In May ’45, the 2/48th came under intense Japanese fire in the battle for Sykes. In Tobruk to Tarakan John Glenn described how ‘sixty Japs shouting “Banzai” and yelling like banshees out of the mouth of hell, came charging at the depleted platoon – now reinforced by company headquarters personnel – in what was perhaps one of the most vicious counter attacks in the whole of the Tarakan campaign, and, throwing grenades tried to force the 2/48th from the hill. For answer, our troops rolled grenades down on the enemy, holding them back in a desperate grenade-battle.’ The men then dug in for the night. ‘All night long the jungle was alive with movement and sound as the Japs gathered their wounded and their dead from the lower slopes of Sykes or made one of their many sallies against our men, hurling grenades, to which our men replied with more grenades. Sergeasnt D. Adams of 15 Platoon was wounded and was sent back early on the morning of 7th May. A week later, the Advertiser carried the brief news ‘Mr. and Mrs. C. H. Adams, of Forestville, have been notified that their only son. Sgt. Dean Adams, of the 9th Division, was wounded in action at Tarakan on May 7.’
Dean was still recovering in hospital from being wounded, for the third time, by Japanese grenade fragments in his left elbow. Consequently, he left Morotai for Tarakan for medical treatment. There, he and the whole 2/48th Battalion was shocked to learn of Lieutenant Tom Derrick’s death. Dean sneaked out of the hospital to attend Derrick’s funeral, such was the respect in which ‘Diver’ was held. All those who served in the 2/48th had enormous respect for Derrick, known as one of the finest soldiers to represent Australia.
With the war finally drawing to an end, 25-year-old Dean returned home, via Sydney. He was discharged on the 21st November ’45. By March ’47, Dean was recognised for his ‘Distinguished Services in the South-west Pacific Area’. He was honoured by being Mentioned in Despatches. Exemplary service for one who was advised not to join the infantry.
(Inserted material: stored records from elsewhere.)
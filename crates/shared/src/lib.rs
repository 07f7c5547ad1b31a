//! Shared types, errors, and configuration for Shulka.
//!
//! This crate provides common types used across all other crates:
//! - Money helpers with decimal precision and minor-unit storage
//! - Typed IDs for type-safe entity references
//! - The `FeeMonth` month key used throughout the fee ledger
//! - Application-wide error types
//! - Configuration management

pub mod config;
pub mod error;
pub mod types;

pub use config::AppConfig;
pub use error::{AppError, AppResult};
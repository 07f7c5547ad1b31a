//! Property-based tests for LedgerService overviews.
//!
//! Covered properties:
//! - Overview totals are consistent with the per-month rows
//! - Statuses partition cleanly by balance and paid amount
//! - Building an overview is pure and order-insensitive

use chrono::NaiveDate;
use proptest::prelude::*;
use rust_decimal::Decimal;
use shulka_shared::types::{FeeMonth, ObligationId, PaymentId};

use super::service::LedgerService;
use super::types::{FeeStatus, ObligationSnapshot, PaymentSnapshot};

/// Strategy to generate a fee month.
fn fee_month() -> impl Strategy<Value = FeeMonth> {
    (2020u16..=2030, 1u8..=12).prop_map(|(year, month)| FeeMonth::new(year, month).unwrap())
}

/// Strategy to generate payment dates.
fn payment_date() -> impl Strategy<Value = NaiveDate> {
    (2020i32..=2030, 1u32..=12, 1u32..=28)
        .prop_map(|(year, month, day)| NaiveDate::from_ymd_opt(year, month, day).unwrap())
}

/// Strategy to generate obligations with arbitrary distinct months.
fn obligations() -> impl Strategy<Value = Vec<ObligationSnapshot>> {
    prop::collection::btree_map(fee_month(), (0i64..1_000_000i64, 0i64..1_200_000i64), 0..=16)
        .prop_map(|by_month| {
            by_month
                .into_iter()
                .map(|(month, (expected, paid))| ObligationSnapshot {
                    id: ObligationId::new(),
                    month,
                    expected_amount: Decimal::new(expected, 2),
                    paid_amount: Decimal::new(paid, 2),
                })
                .collect()
        })
}

/// Strategy to generate recorded payments.
fn payments() -> impl Strategy<Value = Vec<PaymentSnapshot>> {
    prop::collection::vec((1i64..5_000_000i64, payment_date()), 0..=12).prop_map(|rows| {
        rows.into_iter()
            .map(|(paise, date)| PaymentSnapshot {
                id: PaymentId::new(),
                amount: Decimal::new(paise, 2),
                date,
            })
            .collect()
    })
}

proptest! {
    #![proptest_config(ProptestConfig::with_cases(100))]

    // =========================================================================
    // Totals
    // =========================================================================

    /// *For any* enrollment, `total_pending` SHALL equal `total_expected`
    /// minus `total_paid`, and the totals SHALL match the underlying rows.
    #[test]
    fn prop_overview_totals_are_consistent(
        obligations in obligations(),
        payments in payments(),
    ) {
        let overview = LedgerService::build_overview(&obligations, &payments);

        let expected_sum: Decimal = obligations.iter().map(|o| o.expected_amount).sum();
        let paid_sum: Decimal = payments.iter().map(|p| p.amount).sum();

        prop_assert_eq!(overview.total_expected, expected_sum);
        prop_assert_eq!(overview.total_paid, paid_sum);
        prop_assert_eq!(overview.total_pending, expected_sum - paid_sum);
    }

    /// *For any* enrollment, the last payment date SHALL be the maximum of
    /// the payment dates, or absent when there is no payment.
    #[test]
    fn prop_last_payment_date_is_maximum(
        obligations in obligations(),
        payments in payments(),
    ) {
        let overview = LedgerService::build_overview(&obligations, &payments);

        prop_assert_eq!(
            overview.last_payment_date,
            payments.iter().map(|p| p.date).max()
        );
    }

    // =========================================================================
    // Per-month rows
    // =========================================================================

    /// *For any* enrollment, the status rows SHALL be sorted by month
    /// ascending with one row per obligation.
    #[test]
    fn prop_rows_sorted_by_month(
        obligations in obligations(),
        payments in payments(),
    ) {
        let overview = LedgerService::build_overview(&obligations, &payments);

        prop_assert_eq!(overview.monthly_status.len(), obligations.len());
        for pair in overview.monthly_status.windows(2) {
            prop_assert!(pair[0].month < pair[1].month);
        }
    }

    /// *For any* month, the balance SHALL never be negative and the status
    /// SHALL follow from the amounts: paid when nothing is outstanding,
    /// partial when something is allocated, due otherwise.
    #[test]
    fn prop_status_partitions_by_amounts(
        obligations in obligations(),
    ) {
        let rows = LedgerService::monthly_statuses(&obligations);

        for row in &rows {
            prop_assert!(row.balance >= Decimal::ZERO);

            match row.status {
                FeeStatus::Paid => {
                    prop_assert_eq!(row.balance, Decimal::ZERO);
                    prop_assert!(row.paid_amount >= row.expected_amount);
                }
                FeeStatus::Partial => {
                    prop_assert!(row.balance > Decimal::ZERO);
                    prop_assert!(row.paid_amount > Decimal::ZERO);
                }
                FeeStatus::Due => {
                    prop_assert!(row.balance > Decimal::ZERO);
                    prop_assert_eq!(row.paid_amount, Decimal::ZERO);
                }
            }
        }
    }

    // =========================================================================
    // Purity
    // =========================================================================

    /// *For any* inputs, building the overview twice SHALL give identical
    /// results, and shuffling the input order SHALL not change them.
    #[test]
    fn prop_overview_is_pure_and_order_insensitive(
        obligations in obligations(),
        payments in payments(),
    ) {
        let overview = LedgerService::build_overview(&obligations, &payments);
        let again = LedgerService::build_overview(&obligations, &payments);
        prop_assert_eq!(&overview, &again);

        let mut reversed_obligations = obligations.clone();
        reversed_obligations.reverse();
        let mut reversed_payments = payments.clone();
        reversed_payments.reverse();

        let shuffled = LedgerService::build_overview(&reversed_obligations, &reversed_payments);
        prop_assert_eq!(&overview, &shuffled);
    }
}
Dean’s father, by then a retired farmer, lived to see his son return home safely. Aged 72, he died at his Forestville home in August, ’50 and was buried in Centennial Park.
Post war, Dean attended trade school, becoming a refrigerator technician, then manager of an electrical shop owner. Paech later summarised Dean’s mechanism for coping with the horrors of war by ‘turning his brain off’ during traumatic periods. Mention was made that he may also have drunk too much, according to his wife, had nightmares and flashbacks which ‘decreased in frequency’.
Aged 97, Dean died on the 18th June 2017. He had earned an OAM and was Mentioned in Despatches. Typically, at his funeral, instead of flowers donations to Legacy were in lieu. To the end, he remembered those who served with him. Dean now rests at Centennial Park Cemetery in Rose bed 7, Position 001.